KUALA LUMPUR, April 2 — North Korea neglected to recall its workers allegedly involved in the smuggling of luxury goods and weapons here despite severing ties with Malaysia and withdrawing its diplomatic personnel, according to Daily NK.
The news site focused on North Korean news quoted a source as saying on Monday that hundreds of employees affiliated with the ruling Central Committee and secret agents from the Munitions Industry Department (MID) are still in Malaysia.
The report claimed that the first group smuggles luxury goods into North Korea while the MID is involved with arms smuggling.
The secret agents and trade workers have reportedly complained that their missions have become more difficult after the North Korean embassy here was closed, the source said, adding that as these agents must keep in constant contact with their handlers in Pyongyang.
The group is now forced to devise and adjust to a new reporting system due to the withdrawal of the North Korean embassy here.
The report alleged that North Korea has long used Malaysia as a transit point for its illegal weapons and luxury goods trade with the Middle East and Africa, and that it was difficult to trace these agents as they used false identities and passports on such missions.
It also added that Malaysian authorities have not paid active attention to these agents and their alleged activities for decades.
Pyongyang is reportedly concerned with the situation here, fearing that Malaysia’s extradition to the United States of Mun Chol Myong, a trader linked with the Reconnaissance General Bureau, could rattle the morale of its remaining workers and agents in the country.
Daily NK said the extradition, believed to be the first on record, has already eroded the confidence of North Korean agents globally in their regime’s ability to protect them.

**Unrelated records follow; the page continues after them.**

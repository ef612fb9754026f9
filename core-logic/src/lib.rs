//! # Core Logic - Shared Utilities for the Airdrop Farmer
//!
//! This crate provides the chain-agnostic pieces used by the farming engine:
//! wallet record loading, gas unit configuration, logging, retries and the
//! multi-session runner.
//!
//! ## Modules
//!
//! - [`config`] - Wallet source and delay configuration
//! - [`error`] - Typed error handling with thiserror
//! - [`traits`] - Core trait definitions (sessions, platform adapters, wallet loaders)
//! - [`utils`] - Utility modules (wallets, gas units, logger, retry, runner)

pub mod config;
pub mod error;
pub mod traits;
pub(crate) mod utils;

pub use config::{DelayConfig, WalletSource};
pub use error::{ConfigError, WalletError};
pub use traits::{FarmingSession, FarmingStats, PlatformAdapter, WalletLoader};

// Utils are pub(crate) - only export specific public utilities
pub use utils::gas::{scale_by, GasConfig, GasConfigToml};
pub use utils::{setup_logger, SessionRunner, WalletManager, WalletRecord};

pub use utils::retry::{is_transient_message, with_retry, RetryConfig};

On March 25, North Korea fired two ballistic missiles over the East Sea. According to the source, the missiles are partially intended to serve as an admonition for the United States’ imprisonment of a North Korean citizen suspected of illegal money laundering and its continuous accusations of human rights violations in North Korea.
However, the missile launch also served as a way to prevent unrest among MID agents overseas.
“News of their country’s successful missile launch may alleviate the confusion of agents struggling overseas and make them feel like their efforts are worthwhile.
“The Korean Central News Agency claimed last Friday that the test launch was successful, as was confidently expected, and that after multiple above-ground engine ignition tests and test launches, the military has confirmed the reliability of the improved solid-fuel engine,” the source said.
On March 19, international news agency Reuters reported North Korea saying that it would sever diplomatic relations with Malaysia after the courts here ruled that Mun Chol Myong could be extradited to the US to face money-laundering charges.
The report quoted North Korea’s state media KCNA reporting the republic’s stance against Malaysia.
The North Korean foreign ministry reportedly labelled the extradition a “nefarious act and unpardonably heavy crime” by Malaysian authorities, who had “offered our citizen as a sacrifice of the US hostile move in defiance of the acknowledged international laws.”
Putrajaya responded critically to North Korea’s decision and expelled the country’s diplomatic personnel and their families within 48 hours.
The Malaysian government also permanently closed its embassy in North Korea, which had already been suspended since 2017.
In 1973, Malaysia became among the first countries in the world to form diplomatic ties with North Korea but the two countries’ relations soured following the assasination of Kim Jong-nam, the estranged brother of North Korea’s Supreme Leader Kim Jong-un, here in 2017.